No one is denying that there are holidaymakers at all-inclusives who get plastered or that there are those who then leave the hotels in order to continue drinking once the all-inclusive bar comes down (typically at midnight). But this isn’t just the case in the areas specified by the decree, while there are plenty of other holidaymakers who don’t get plastered and for whom the limitation imposed by the decree was something of an insult.
Confusion there may be, but it is avoidable. There is either regulation of all-inclusives in the whole of Mallorca and the Balearics, something I very much doubt will ever happen, or there is no discrimination purely on location.
Sob stories in the likes of the Daily Mail about British holidaymakers unaware of the Magalluf all-inclusive rule were unlikely to have been high on the agenda when the British ambassador met Francina Armengol the other day. Instead, there was the now familiar support for Balearic efforts against tourism excesses and which will doubtless result in further campaigns to inform mainly youthful tourists of the regulations as they apply, especially in Magalluf. How many campaigns can there be before the penny drops?

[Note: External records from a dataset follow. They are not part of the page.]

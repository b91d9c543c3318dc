// SPDX-License-Identifier: MPL-2.0
//! Container styles.

use crate::ui::design_tokens::{border, opacity, palette, radius};
use iced::widget::container;
use iced::{Background, Border, Color, Theme};

/// Raised surface for cards: quiz panel, citation, leaderboard.
pub fn card(theme: &Theme) -> container::Style {
    let extended = theme.extended_palette();
    let base = extended.background.weak.color;
    container::Style {
        background: Some(Background::Color(Color { a: opacity::SURFACE, ..base })),
        border: Border {
            color: extended.background.strong.color,
            width: border::WIDTH_SM,
            radius: radius::LG.into(),
        },
        ..Default::default()
    }
}

/// Top bar holding the brand and navigation.
pub fn header(theme: &Theme) -> container::Style {
    let extended = theme.extended_palette();
    container::Style {
        background: Some(Background::Color(extended.background.base.color)),
        border: Border {
            color: extended.background.strong.color,
            width: border::WIDTH_SM,
            radius: 0.0.into(),
        },
        ..Default::default()
    }
}

/// Black letterbox behind the clip.
pub fn clip_surface(_theme: &Theme) -> container::Style {
    container::Style {
        background: Some(Background::Color(palette::BLACK)),
        border: Border {
            radius: radius::MD.into(),
            ..Default::default()
        },
        text_color: Some(Color {
            a: opacity::OVERLAY_STRONG,
            ..palette::WHITE
        }),
        ..Default::default()
    }
}

/// Monospace block for the BibTeX entry.
pub fn code_block(theme: &Theme) -> container::Style {
    let extended = theme.extended_palette();
    container::Style {
        background: Some(Background::Color(extended.background.strong.color)),
        border: Border {
            radius: radius::SM.into(),
            ..Default::default()
        },
        ..Default::default()
    }
}
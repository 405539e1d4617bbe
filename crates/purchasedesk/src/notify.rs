use std::collections::VecDeque;
use std::time::{Duration, Instant};

#[derive(Debug, Clone, PartialEq, Eq)]
pub struct Toast {
    pub message: String,
    /// How many times the same message was raised while queued.
    pub occurrences: u32,
}

/// One visible toast, the rest queued in FIFO order. The TTL runs from the
/// moment a toast becomes visible.
#[derive(Debug)]
pub struct Notifier {
    ttl: Duration,
    queue: VecDeque<Toast>,
    shown_at: Option<Instant>,
}

impl Notifier {
    pub fn new(ttl: Duration) -> Self {
        Self {
            ttl,
            queue: VecDeque::new(),
            shown_at: None,
        }
    }

    pub fn push(&mut self, message: impl Into<String>) {
        self.push_at(message, Instant::now());
    }

    pub fn push_at(&mut self, message: impl Into<String>, now: Instant) {
        let message = message.into();
        if let Some(existing) = self.queue.iter_mut().find(|t| t.message == message) {
            existing.occurrences += 1;
            return;
        }
        self.queue.push_back(Toast {
            message,
            occurrences: 1,
        });
        if self.queue.len() == 1 {
            self.shown_at = Some(now);
        }
    }

    /// The toast currently on screen.
    pub fn visible(&self) -> Option<&Toast> {
        self.queue.front()
    }

    pub fn pending(&self) -> usize {
        self.queue.len().saturating_sub(1)
    }

    pub fn is_empty(&self) -> bool {
        self.queue.is_empty()
    }

    /// Dismiss the visible toast and promote the next one.
    pub fn dismiss(&mut self) -> Option<Toast> {
        self.dismiss_at(Instant::now())
    }

    pub fn dismiss_at(&mut self, now: Instant) -> Option<Toast> {
        let dismissed = self.queue.pop_front();
        self.shown_at = if self.queue.is_empty() { None } else { Some(now) };
        dismissed
    }

    /// Drop every toast whose display time ran out by `now`.
    pub fn expire(&mut self, now: Instant) {
        while let Some(shown_at) = self.shown_at {
            let deadline = shown_at + self.ttl;
            if now < deadline {
                break;
            }
            self.queue.pop_front();
            self.shown_at = if self.queue.is_empty() {
                None
            } else {
                Some(deadline)
            };
        }
    }

    /// Remove all toasts, visible one first.
    pub fn drain(&mut self) -> Vec<Toast> {
        self.shown_at = None;
        self.queue.drain(..).collect()
    }
}

#[cfg(test)]
mod tests {
    use super::*;

    const TTL: Duration = Duration::from_secs(6);

    #[test]
    fn only_one_toast_is_visible() {
        let start = Instant::now();
        let mut notifier = Notifier::new(TTL);
        notifier.push_at("Error fetching users.", start);
        notifier.push_at("Error fetching purchases.", start);

        assert_eq!(notifier.visible().unwrap().message, "Error fetching users.");
        assert_eq!(notifier.pending(), 1);

        notifier.dismiss_at(start);
        assert_eq!(notifier.visible().unwrap().message, "Error fetching purchases.");
        assert_eq!(notifier.pending(), 0);
    }

    #[test]
    fn expiry_counts_from_promotion() {
        let start = Instant::now();
        let mut notifier = Notifier::new(TTL);
        notifier.push_at("first", start);
        notifier.push_at("second", start + Duration::from_secs(1));

        notifier.expire(start + Duration::from_secs(5));
        assert_eq!(notifier.visible().unwrap().message, "first");

        notifier.expire(start + Duration::from_secs(6));
        assert_eq!(notifier.visible().unwrap().message, "second");

        notifier.expire(start + Duration::from_secs(11));
        assert_eq!(notifier.visible().unwrap().message, "second");

        notifier.expire(start + Duration::from_secs(12));
        assert!(notifier.is_empty());
    }

    #[test]
    fn repeated_message_is_coalesced() {
        let mut notifier = Notifier::new(TTL);
        notifier.push("Error creating purchase.");
        notifier.push("Error creating purchase.");
        assert_eq!(notifier.pending(), 0);
        assert_eq!(notifier.visible().unwrap().occurrences, 2);
    }

    #[test]
    fn dismiss_on_empty_is_noop() {
        let mut notifier = Notifier::new(TTL);
        assert!(notifier.dismiss().is_none());
        notifier.expire(Instant::now());
        assert!(notifier.visible().is_none());
    }
}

Tourist excesses and their eradication are part of the overall narrative concerning sustainable tourism. To this end, the ambassador was asked about the criticisms of certain political parties (Més and Podemos) regarding tourist "massification". Hugh Elliott was "aware" of the debate and said that any decision taken in this regard would be respected. Sure, what else was he going to say?
Meantime, Iago Negueruela was insisting that setting limits was the best way to protect tourism. He was referring to the moratorium on new tourist accommodation places. As well as not allowing new places (some 18,000), the tourism law decree, now being processed as a bill by parliament, also envisages some reduction - five per cent of places in exchange for hotels being able to expand their built area by 15% to accommodate new facilities (not rooms).
These legislative devices, said the minister, did not amount to "de-growth". While the tourism law may ultimately result in a decrease in the number of places, decrease is not the same as de-growth. This is Negueruela’s argument, as there will be sustainable growth through enhanced quality as envisaged in the law. And by sustainable growth, he means and hopes more and better jobs because of quality demands and the nature of tourism, i.e. one that is not founded on the type of excesses he is so keen to stamp out in Magalluf.
Indeed, and will this sustainable growth include all-inclusives? I think you can safely say that it will. In the future, though, will there be a need for limitations on booze in some hotels? Quality will prevail. Will it not. That’s the theory, anyway.